Chaperone: Three-is-a-crowd Prudent Opposition  ~OR~  C is for Cockblock

by tomthefanboy



Series: Chaperone: Three-is-a-crowd Prudent Opposition  ~OR~  C is for Cockblock [1]
Category: Star Wars, Star Wars - All Media Types, Star Wars Episode I: The Phantom Menace, Star Wars Prequel Trilogy
Genre: Childhood, Gen, Jealousy, Single Parents, Single Parents Dating, The Dark Side of the Force, grown ups being gross, mom's boyfriend
Language: English
Status: In-Progress
Published: 2017-12-27
Updated: 2017-12-27
Packaged: 2019-02-22 15:34:40
Rating: General Audiences
Warnings: No Archive Warnings Apply
Chapters: 1
Words: 1,379
Publisher: archiveofourown.org
Story URL: https://archiveofourown.org/works/13169901
Author URL: https://archiveofourown.org/users/tomthefanboy/pseuds/tomthefanboy
Summary: A look into why and how C-3PO became the droid we know.(technically a first draft, but I figured I would post since my beta gave me a XD )





	Chaperone: Three-is-a-crowd Prudent Opposition  ~OR~  C is for Cockblock

**Author's Note:**

> "You're like some sort of... giant... cock blocking robot built in a lab somewhere!" - Columbus, Zombieland

Anakin knew that there was nothing more gross than a hutt. He had seen Jabba once when he came through Mos Espa for the Boonta Eve race. Fat and slimy and wriggly.  They drooled and belched and devoured all kinds of other disgusting things. If his mom had caught him touching half the stuff he had heard about hutts eating, she would probably scrub his hands for a week. That’s why it made Anakin so mad that she would be so NICE to the second grossest thing he had ever seen. She would take food from the thing. She would even let the thing touch her shoulder or her arm without running screaming for the fresher. Anakin just could not understand why his mom seemed to LIKE something as stomach turning as a CORELLIAN.
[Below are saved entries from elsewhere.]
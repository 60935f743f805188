use std::collections::BTreeMap;
use std::marker::PhantomData;

use crate::codec::Codec;
use crate::page::{Page, PageKind};
use crate::pos::PagePos;

/// Resolves a page position to its page. Implemented by the store (reading
/// through its page cache and, on miss, the chunk it lives in).
pub trait PageSource {
    fn read_page(&self, map_id: u32, pos: PagePos) -> Page;
}

/// Notified when a map's root is superseded, so the store can account the
/// old page as removed and track unsaved memory.
pub trait PageSink {
    fn note_removed(&mut self, map_id: u32, pos: PagePos);
    fn note_memory_delta(&mut self, delta: i64);
}

/// A named, ordered, copy-on-write map. Real B-trees split and merge pages
/// as they grow; this collaborator keeps every version's whole contents in
/// one leaf page instead, since the engine under test never looks past
/// `Page::write_into`/`Page::read_from`.
pub struct Map<K, V> {
    map_id: u32,
    entries: BTreeMap<Vec<u8>, Vec<u8>>,
    root: PagePos,
    create_version: u64,
    dirty: bool,
    _phantom: PhantomData<(K, V)>,
}

impl<K: Codec + Ord + Clone, V: Codec + Clone> Map<K, V> {
    pub fn new(map_id: u32, create_version: u64) -> Self {
        Map {
            map_id,
            entries: BTreeMap::new(),
            root: PagePos::NONE,
            create_version,
            dirty: false,
            _phantom: PhantomData,
        }
    }

    pub fn open(
        map_id: u32,
        create_version: u64,
        root: PagePos,
        source: &dyn PageSource,
    ) -> Self {
        let mut entries = BTreeMap::new();
        if !root.is_none() {
            let page = source.read_page(map_id, root);
            if let PageKind::Leaf { values } = page.kind {
                for (k, v) in page.keys.into_iter().zip(values.into_iter()) {
                    entries.insert(k, v);
                }
            }
        }
        Map {
            map_id,
            entries,
            root,
            create_version,
            dirty: false,
            _phantom: PhantomData,
        }
    }

    pub fn map_id(&self) -> u32 {
        self.map_id
    }

    pub fn create_version(&self) -> u64 {
        self.create_version
    }

    pub fn root(&self) -> PagePos {
        self.root
    }

    pub fn is_dirty(&self) -> bool {
        self.dirty
    }

    pub fn len(&self) -> usize {
        self.entries.len()
    }

    pub fn is_empty(&self) -> bool {
        self.entries.is_empty()
    }

    pub fn get(&self, key: &K) -> Option<V> {
        self.entries.get(&key.encode()).map(|v| V::decode(v))
    }

    pub fn put(&mut self, key: K, value: V) {
        self.entries.insert(key.encode(), value.encode());
        self.dirty = true;
    }

    pub fn remove(&mut self, key: &K) -> bool {
        let removed = self.entries.remove(&key.encode()).is_some();
        self.dirty = self.dirty || removed;
        removed
    }

    pub fn iter(&self) -> impl Iterator<Item = (K, V)> + '_ {
        self.entries
            .iter()
            .map(|(k, v)| (K::decode(k), V::decode(v)))
    }

    /// Builds the page representing this map's current contents, ready to
    /// be handed to the chunk serializer.
    pub fn snapshot_page(&self) -> Page {
        let (keys, values): (Vec<_>, Vec<_>) = self
            .entries
            .iter()
            .map(|(k, v)| (k.clone(), v.clone()))
            .unzip();
        Page::new_leaf(self.map_id, keys, values)
    }

    /// Records the new position produced by serializing [`Self::snapshot_page`]
    /// and reports the old root (if any) to `sink` for removal accounting.
    pub fn commit_root(&mut self, new_root: PagePos, sink: &mut dyn PageSink) {
        if !self.root.is_none() {
            sink.note_removed(self.map_id, self.root);
        }
        self.root = new_root;
        self.dirty = false;
    }
}

#[cfg(test)]
mod tests {
    use super::*;

    struct NullSource;
    impl PageSource for NullSource {
        fn read_page(&self, _map_id: u32, _pos: PagePos) -> Page {
            panic!("no pages to read")
        }
    }

    struct RecordingSink {
        removed: Vec<PagePos>,
        memory_delta: i64,
    }
    impl PageSink for RecordingSink {
        fn note_removed(&mut self, _map_id: u32, pos: PagePos) {
            self.removed.push(pos);
        }
        fn note_memory_delta(&mut self, delta: i64) {
            self.memory_delta += delta;
        }
    }

    #[test]
    fn put_get_remove() {
        let mut map: Map<String, String> = Map::new(1, 0);
        map.put("a".to_string(), "1".to_string());
        map.put("b".to_string(), "2".to_string());
        assert_eq!(map.get(&"a".to_string()), Some("1".to_string()));
        assert!(map.remove(&"a".to_string()));
        assert_eq!(map.get(&"a".to_string()), None);
        assert_eq!(map.len(), 1);
    }

    #[test]
    fn snapshot_and_reopen_roundtrips() {
        let mut map: Map<String, String> = Map::new(1, 0);
        map.put("k".to_string(), "v".to_string());
        let page = map.snapshot_page();
        let mut buf = bytes::BytesMut::new();
        let entry = page.write_into(&mut buf);
        let pos = PagePos::new(5, 0, entry.length_code, entry.is_leaf);

        struct FixedSource(Vec<u8>, u32);
        impl PageSource for FixedSource {
            fn read_page(&self, map_id: u32, _pos: PagePos) -> Page {
                Page::read_from(map_id, &self.0)
            }
        }
        let source = FixedSource(buf.to_vec(), 1);
        let reopened: Map<String, String> = Map::open(1, 0, pos, &source);
        assert_eq!(reopened.get(&"k".to_string()), Some("v".to_string()));
    }

    #[test]
    fn commit_root_reports_old_root() {
        let mut map: Map<String, String> = Map::new(1, 0);
        map.put("a".to_string(), "1".to_string());
        let mut sink = RecordingSink {
            removed: vec![],
            memory_delta: 0,
        };
        let first = PagePos::new(1, 0, 1, true);
        map.commit_root(first, &mut sink);
        assert!(sink.removed.is_empty());

        map.put("b".to_string(), "2".to_string());
        let second = PagePos::new(1, 1, 1, true);
        map.commit_root(second, &mut sink);
        assert_eq!(sink.removed, vec![first]);
        assert!(!map.is_dirty());
    }
}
It took a whole week of talking to Daxter and the other kids (and Watto, though he was rarely helpful in these sorts of things) before he believed that Corellians were humans and not some sort of greasy half-wookiee. His mom had told him as much when he introduced him to ‘Dann’ but the way that she acted around the man, Anakin wasn’t sure he could trust her judgement in the matter. She told him that they had met at the market when he was delivering a shipment of Dralli Melons. The man had smiled and taken a knee to greet Anakin eye to eye but Anakin was still suspicious. He had a smell on him like a sick eopie and when they shook hands (at mom’s insistence) the man’s hands were strangely smooth. Everybody Anakin had ever met had a smell of dust and sweat. Everybody Anakin trusted had dry skin and calluses. This “Dann” had neither of those things but for some reason he had earned the trust of his mother in just one day.

Every night, when Anakin got home from working at Watto’s shop, there was Dann. He was helping grind the liklik root. He was soldering the ceiling vaporator that was too high for anakin to fix himself. He was drinking blue milk out of Anakin’s favorite mug!  Worst of all, he was ALWAYS staying for dinner. When Dann left each night, Anakin would try and convince his mom this should be the last time.

He brought up the smell, and she explained it was cologne.

He brought up the hands, and she explained moisturizer.

He brought up the fact that nobody he talked to had EVER seen him before, she explained that he was the captain of a freighter that had only landed on Tattooine last week.

Dann was a SPACER. That brought Anakin up short. Space pilots were Anakin’s heroes. Anakin wanted to fly more than anything. He’d wanted to be a pilot ever since Watto had eaten too many dewback ribs on Sunset Day and let him drive the repulsor sled back to the shop. The feeling of a ship humming beneath you, obeying your every command, your will and its motion becoming one. If Dann got to do THAT for a living maybe he wasn’t all bad.

Anakin seemed to have come around after that. When he got home from the shop he would pepper Dann with questions about space. What planets had he been to? What aliens had he seen? Had he ever been in a space battle? Dann was surprised but took the new found enthusiasm in stride and (at mom’s insistence) indulged Anakin with a story or two. Carefully censored (also at mom’s insistence), but still enough to win the seven year old over. When the Bantha drive from Jundland arrived and it was time for him to go, Dann invited the Skywalkers to visit his ship. 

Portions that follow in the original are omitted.